Shooting at the 2010 Monterey Historics

Dave Anderson

I went on a drive/outing with a few fellow NorCal 928’ers to the Monterey Historics on Aug. 14, 2010. Of course I wanted to take my camera and get some shots. I love old machinery, especially old cars so combining this with photography was a double bonus.



Car #7, 1924 Bugatti Type 13(1500cc), Goy Feltes(L-5380Uebersyren,), 29th Place, Best Race Lap: 02:44.214 (Race Group 4A, Bugatti Grand Prix)

This was my first outing with the 70-400G and monopod head:
RRS Monopod head with Sony 70-400G
Note: All images on this page will open a larger version in a new tab/window when clicked.

On my last trip out to Laguna Seca I had found that my 80-200 f/2.8 APO was too short at times(the pic below was cropped to only ~2600 pixels wide):

Car #62, Ferrari 430 GT(GT2), Melo/Bruni, 8th Overall(225 Laps) 4th in Class, Qualifying Time 1:22.752, Best Race Lap 1:24.133  Car #3, Corvette ZR1(GT2), Magnussen/O'Connell, 10th Overall(224 Laps) 6th in Class, Qualifying Time 1:23.201, Best Race Lap 1:24.118

At the other end, where the 80-200 was way too short, the 500 f/8 was often too long(uncropped):

Car #02, Ferrari 430 GT(GT2), Brown/Cosmo, 28th Overall(194 Laps) 12th in Class, Qualifying Time 1:23.394, Best Race Lap 1:24.055

The Sony 70-400G f/4-5.6 fills the gap perfectly for me, and while this time I was in a different location on the track working on my panning technique I found the G lens was absolutely up to the task. One of the challenges at this track is finding a place to shoot over or through the fence. Fortunately I am about 6′ tall and I found a spot near the entrance to turn 5 where the fence was low enough for me to shoot over.

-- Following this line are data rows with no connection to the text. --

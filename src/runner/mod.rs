//! Plain request documents for an endpoint.
//!
//! [`HttpRunner`] writes a single-request document for an endpoint against a
//! resolved environment. Secret-derived headers appear in the document only in
//! masked form; the real values go into the executor's [`SecretStore`] under
//! the document URI and are substituted back when the document is executed.
//!
//! [`SecretStore`]: crate::secrets::SecretStore

use crate::endpoint::Endpoint;
use crate::environment::ResolverError;
use crate::executor::{synthesize_auth_header, RequestExecutor};
use crate::models::ExecutionResult;
use crate::parser::{parse_request, FormatError};
use crate::secrets::{SecretError, Visibility};
use crate::variables::VariableContext;
use std::sync::Arc;
use thiserror::Error;

/// Errors returned by the runner.
#[derive(Debug, Error)]
pub enum RunnerError {
    /// No environment with the given id exists.
    #[error("Environment '{0}' not found")]
    EnvironmentNotFound(String),

    /// The executor has no credential resolver to look environments up with.
    #[error("No credential resolver is configured")]
    NoResolver,

    /// The resolver failed.
    #[error(transparent)]
    Resolver(#[from] ResolverError),

    /// A secret store operation failed.
    #[error(transparent)]
    Secret(#[from] SecretError),
}

/// A generated request document.
#[derive(Debug, Clone, PartialEq, Eq)]
pub struct RequestDocument {
    /// URI the document's secrets are stored under.
    pub uri: String,
    /// Document text, secrets masked.
    pub text: String,
}

/// Creates, toggles and executes request documents.
#[derive(Debug, Clone)]
pub struct HttpRunner {
    executor: Arc<RequestExecutor>,
}

impl HttpRunner {
    /// Creates a runner. Secrets are kept in the executor's secret store.
    pub fn new(executor: Arc<RequestExecutor>) -> Self {
        Self { executor }
    }

    /// The executor requests are sent with.
    pub fn executor(&self) -> &RequestExecutor {
        &self.executor
    }

    /// Writes the request document for `endpoint` in `environment_id`.
    ///
    /// Credentials are best-effort: when they cannot be read the document is
    /// created without an authentication header.
    pub async fn create_request_document(
        &self,
        endpoint: &Endpoint,
        environment_id: &str,
        uri: &str,
    ) -> Result<RequestDocument, RunnerError> {
        let resolver = self.executor.resolver().ok_or(RunnerError::NoResolver)?;
        let resolved = resolver
            .resolve_environment_config(environment_id)
            .await?
            .ok_or_else(|| RunnerError::EnvironmentNotFound(environment_id.to_string()))?;
        let environment = &resolved.environment;

        let credentials = match resolver.get_credentials(environment).await {
            Ok(credentials) => credentials,
            Err(e) => {
                log::warn!(
                    "Failed to read credentials for environment '{}': {}. Creating document without authentication",
                    environment.id,
                    e
                );
                None
            }
        };
        let auth_header = resolved
            .resolved_auth
            .as_ref()
            .zip(credentials.as_ref())
            .and_then(|(auth, credentials)| synthesize_auth_header(auth, credentials));

        let mut lines = vec![
            format!("# {}", endpoint.title()),
            format!("# Environment: {}", environment.name),
            String::new(),
            format!(
                "{} {}{}",
                endpoint.method,
                environment.trimmed_base_url(),
                endpoint.templated_path()
            ),
            "Accept: application/json".to_string(),
        ];

        for (name, value) in &resolved.resolved_headers {
            let shadowed = auth_header
                .as_ref()
                .map(|(auth_name, _)| auth_name.eq_ignore_ascii_case(name))
                .unwrap_or(false);
            if !shadowed {
                lines.push(format!("{}: {}", name, value));
            }
        }

        let secrets = self.executor.secrets();
        if let Some((name, value)) = auth_header {
            secrets.put(uri, &name, value);
            if let Some(line) = secrets.masked_line(uri, &name) {
                lines.push(line);
            }
        }

        if endpoint.method.sends_body() {
            lines.push("Content-Type: application/json".to_string());
            lines.push(String::new());
            let body = endpoint
                .request_body
                .as_ref()
                .and_then(|body| serde_json::to_string_pretty(body).ok())
                .unwrap_or_else(|| "{}".to_string());
            lines.push(body);
        }

        log::debug!("Created request document {} for environment '{}'", uri, environment.id);

        Ok(RequestDocument {
            uri: uri.to_string(),
            text: lines.join("\n"),
        })
    }

    /// Flips the document between masked and revealed secrets.
    ///
    /// The returned text is for display; save [`HttpRunner::persistable_text`]
    /// instead.
    pub fn toggle_visibility(&self, uri: &str, text: &str) -> Result<(String, Visibility), RunnerError> {
        Ok(self.executor.secrets().toggle_visibility(uri, text)?)
    }

    /// The document text safe to write to disk, whatever its current
    /// visibility.
    pub fn persistable_text(&self, uri: &str, text: &str) -> String {
        self.executor.secrets().mask_document(uri, text)
    }

    /// Parses and executes a request document.
    ///
    /// Masked and revealed documents send the same header values.
    pub async fn execute_document(
        &self,
        uri: &str,
        text: &str,
        variables: &VariableContext,
    ) -> Result<ExecutionResult, FormatError> {
        let request = parse_request(text, variables)?.with_document(uri);
        Ok(self.executor.execute(&request).await)
    }

    /// Releases the secrets of a closed document.
    pub fn close_document(&self, uri: &str) -> bool {
        self.executor.secrets().remove_document(uri)
    }
}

I was experimenting with different things, and at one point was in aperture priority when a guy walked over and started asking me about what mode I was shooting in. He then proceeded to tell me that I had to be in shutter priority for this, then proceeded to imply that because he is a photojournalist I should listen to him. Well, he did seem to know technically what he was talking about but didn’t seem interested in the fact that I was getting acquainted with a new lens in my own way. To be fair he did offer some decent tips, like focus on the driver’s helmet and so on. Later he told me “You can’t pan with a monopod – you just can’t”. He then showed me his monopod with no tilt mechanism on it and while I could see how it would be tough to shoot over a fence and downhill with that particular monopod, I felt that I was getting some good shots so just nodded my head and smiled.

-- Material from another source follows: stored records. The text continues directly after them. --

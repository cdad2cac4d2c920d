//! HTTP request notebooks.
//!
//! This crate runs API requests written as notebook cells, compares one
//! request across several environments and keeps credentials out of the
//! documents it generates.
//!
//! # Architecture
//!
//! The crate is organized into several modules:
//!
//! - **parser**: Parses request text (`METHOD URL`, headers, body) after
//!   `{{variable}}` substitution
//! - **variables**: The per-notebook variable context and response extraction
//! - **executor**: Sends requests, synthesizes authentication and decodes responses
//! - **notebook**: The cell model, the notebook file format, the controller
//!   that runs cells, and notebook generation for an endpoint
//! - **group**: Replays a captured request across environments and writes
//!   Markdown comparison artifacts
//! - **secrets**: The document-scoped secret store and masked rendering
//! - **runner**: Request documents with masked credentials
//! - **environment**: Environment records and the credential resolver contract
//! - **history**: Executed request records and their on-disk log
//! - **config**: Process-wide settings
//!
//! # Example
//!
//! ```no_run
//! use api_notebook::executor::{ExecutionConfig, RequestExecutor};
//! use api_notebook::notebook::{deserialize, NotebookController};
//! use api_notebook::secrets::SecretStore;
//! use std::sync::Arc;
//!
//! # async fn run() -> Result<(), Box<dyn std::error::Error>> {
//! let executor = RequestExecutor::with_reqwest(ExecutionConfig::default(), SecretStore::default())?;
//! let mut controller = NotebookController::new(Arc::new(executor));
//!
//! let document = deserialize(&std::fs::read("users.apinb")?);
//! for execution in controller.execute_all(&document.cells).await {
//!     println!("cell {}: success={}", execution.index, execution.success);
//! }
//! # Ok(())
//! # }
//! ```

pub mod config;
pub mod endpoint;
pub mod environment;
pub mod executor;
pub mod group;
pub mod history;
pub mod models;
pub mod notebook;
pub mod parser;
pub mod runner;
pub mod secrets;
pub mod variables;

pub use executor::RequestExecutor;
pub use models::{ExecutionResult, HttpMethod, ParsedRequest};
pub use notebook::{NotebookCell, NotebookController, NotebookDocument};
pub use parser::parse_request;
pub use variables::VariableContext;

I’m not in the greatest of shape at the moment, certainly not up to several hours of shooting a 6lb camera/lens combo without some support. :) I don’t want to belabor the situation by going into a lot of detail on what was said and what I thought, because he seemed like a nice enough guy… just with his own perspective and ideas about the “right way” to do things and not much regard for what the recipient of all of his good advice may need to factor in. :) I only bring it up to put the following images(the ones that I couldn’t shoot from a monopod, but did) into their proper context. So, having said that, here are some of my favorites.

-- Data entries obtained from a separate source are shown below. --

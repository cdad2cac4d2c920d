//! Persistent storage for request history.
//!
//! Entries are stored one JSON object per line (JSONL), so appending is
//! cheap and a corrupted line only loses that entry.

use super::models::{HistoryEntry, HistoryError};
use crate::config::get_config;
use std::fs::{self, File, OpenOptions};
use std::io::{BufRead, BufReader, Write};
use std::path::Path;

/// Name of the history file.
pub const HISTORY_FILE_NAME: &str = "history.jsonl";

/// Configuration for history storage.
#[derive(Debug, Clone)]
pub struct HistoryConfig {
    /// Maximum number of entries to keep.
    pub max_entries: usize,
}

impl HistoryConfig {
    /// Reads the limit from the global configuration.
    pub fn from_global_config() -> Self {
        Self {
            max_entries: get_config().history_limit,
        }
    }
}

impl Default for HistoryConfig {
    fn default() -> Self {
        Self::from_global_config()
    }
}

/// Appends a sanitized entry and trims the file to `config.max_entries`.
pub fn save_entry(path: &Path, entry: &HistoryEntry, config: &HistoryConfig) -> Result<(), HistoryError> {
    if let Some(parent) = path.parent() {
        if !parent.as_os_str().is_empty() {
            fs::create_dir_all(parent)?;
        }
    }

    let json = serde_json::to_string(&entry.sanitized())?;

    let mut file = OpenOptions::new().create(true).append(true).open(path)?;
    writeln!(file, "{}", json)?;
    file.flush()?;

    maintain_history_limit(path, config.max_entries)
}

/// Loads every readable entry, oldest first.
///
/// Corrupted lines are skipped with a warning.
pub fn load_history(path: &Path) -> Result<Vec<HistoryEntry>, HistoryError> {
    if !path.exists() {
        return Ok(Vec::new());
    }

    let reader = BufReader::new(File::open(path)?);
    let mut entries = Vec::new();

    for (line_num, line) in reader.lines().enumerate() {
        let line = match line {
            Ok(line) => line,
            Err(e) => {
                log::warn!("Error reading history line {}: {}", line_num + 1, e);
                continue;
            }
        };
        if line.trim().is_empty() {
            continue;
        }

        match serde_json::from_str::<HistoryEntry>(&line) {
            Ok(entry) => entries.push(entry),
            Err(e) => log::warn!("Skipping corrupted history entry at line {}: {}", line_num + 1, e),
        }
    }

    Ok(entries)
}

/// Finds an entry by id.
pub fn find_entry(path: &Path, id: &str) -> Result<Option<HistoryEntry>, HistoryError> {
    Ok(load_history(path)?.into_iter().find(|entry| entry.id == id))
}

/// Drops the oldest entries beyond `max_entries`.
pub fn maintain_history_limit(path: &Path, max_entries: usize) -> Result<(), HistoryError> {
    let entries = load_history(path)?;
    if entries.len() <= max_entries {
        return Ok(());
    }

    let keep = &entries[entries.len() - max_entries..];
    let mut content = String::new();
    for entry in keep {
        content.push_str(&serde_json::to_string(entry)?);
        content.push('\n');
    }

    let temp_path = path.with_extension("jsonl.tmp");
    fs::write(&temp_path, content)?;
    fs::rename(&temp_path, path)?;
    Ok(())
}

/// Deletes the history file.
pub fn clear_history(path: &Path) -> Result<(), HistoryError> {
    if path.exists() {
        fs::remove_file(path)?;
    }
    Ok(())
}

#[cfg(test)]
mod tests {
    use super::*;
    use crate::history::REDACTED;
    use crate::models::{ExecutionResult, HttpMethod, ParsedRequest, Timing};
    use serde_json::Map;
    use tempfile::TempDir;

    fn entry(url: &str) -> HistoryEntry {
        let mut request = ParsedRequest::new(HttpMethod::GET, url);
        request.add_header("Authorization", "Bearer secret");
        let result = ExecutionResult::transport_failure("refused", Timing::Millis(1));
        HistoryEntry::new(request, &result, Map::new())
    }

    #[test]
    fn test_save_and_load() {
        let dir = TempDir::new().unwrap();
        let path = dir.path().join("nested").join(HISTORY_FILE_NAME);
        let config = HistoryConfig { max_entries: 10 };

        save_entry(&path, &entry("https://a.test/1"), &config).unwrap();
        save_entry(&path, &entry("https://a.test/2"), &config).unwrap();

        let entries = load_history(&path).unwrap();
        assert_eq!(entries.len(), 2);
        assert_eq!(entries[0].request.url, "https://a.test/1");
        assert_eq!(entries[0].request.headers["Authorization"], REDACTED);

        let raw = fs::read_to_string(&path).unwrap();
        assert!(!raw.contains("Bearer secret"));
    }

    #[test]
    fn test_limit_keeps_newest() {
        let dir = TempDir::new().unwrap();
        let path = dir.path().join(HISTORY_FILE_NAME);
        let config = HistoryConfig { max_entries: 2 };

        for i in 0..4 {
            save_entry(&path, &entry(&format!("https://a.test/{}", i)), &config).unwrap();
        }

        let entries = load_history(&path).unwrap();
        assert_eq!(entries.len(), 2);
        assert_eq!(entries[0].request.url, "https://a.test/2");
        assert_eq!(entries[1].request.url, "https://a.test/3");
    }

    #[test]
    fn test_corrupted_lines_skipped() {
        let dir = TempDir::new().unwrap();
        let path = dir.path().join(HISTORY_FILE_NAME);
        let config = HistoryConfig { max_entries: 10 };

        let first = entry("https://a.test/1");
        save_entry(&path, &first, &config).unwrap();
        let mut file = OpenOptions::new().append(true).open(&path).unwrap();
        writeln!(file, "{{not json").unwrap();

        let entries = load_history(&path).unwrap();
        assert_eq!(entries.len(), 1);
        assert!(find_entry(&path, &first.id).unwrap().is_some());
        assert!(find_entry(&path, "missing").unwrap().is_none());
    }

    #[test]
    fn test_clear_and_missing_file() {
        let dir = TempDir::new().unwrap();
        let path = dir.path().join(HISTORY_FILE_NAME);
        assert!(load_history(&path).unwrap().is_empty());

        save_entry(&path, &entry("https://a.test/"), &HistoryConfig { max_entries: 5 }).unwrap();
        clear_history(&path).unwrap();
        assert!(!path.exists());
        clear_history(&path).unwrap();
    }
}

Car #28, 1958 Lister (3800cc), Terry Larson(Mesa, AZ), 10th Place, Best Race Lap: 01:53.346 (Race Group 3A, 1955-1961 Sports Racing Cars over 2000cc)
Cropped/straightened to about 5,000 pixels wide

Car #102, 1957 Aston Martin DBR2(3700cc), Gregory Whitten(Medina, WA), 17th Place, Best Race Lap: 02:07.341 (Race Group 3A, 1955-1961 Sports Racing Cars over 2000cc)
Cropped/straightened to about 5,000 pixels wide

Car #14, 1934 Bugatti Type 59(3300cc), Charles McCabe(San Francisco, CA), 3rd Place, Best Race Lap: 02:04.421 (Race Group 4A, Bugatti Grand Prix)
Cropped/straightened to about 5,700 pixels wide. The original, at 1:1, has so much detail you can make out individual chain links on the brake mechanism.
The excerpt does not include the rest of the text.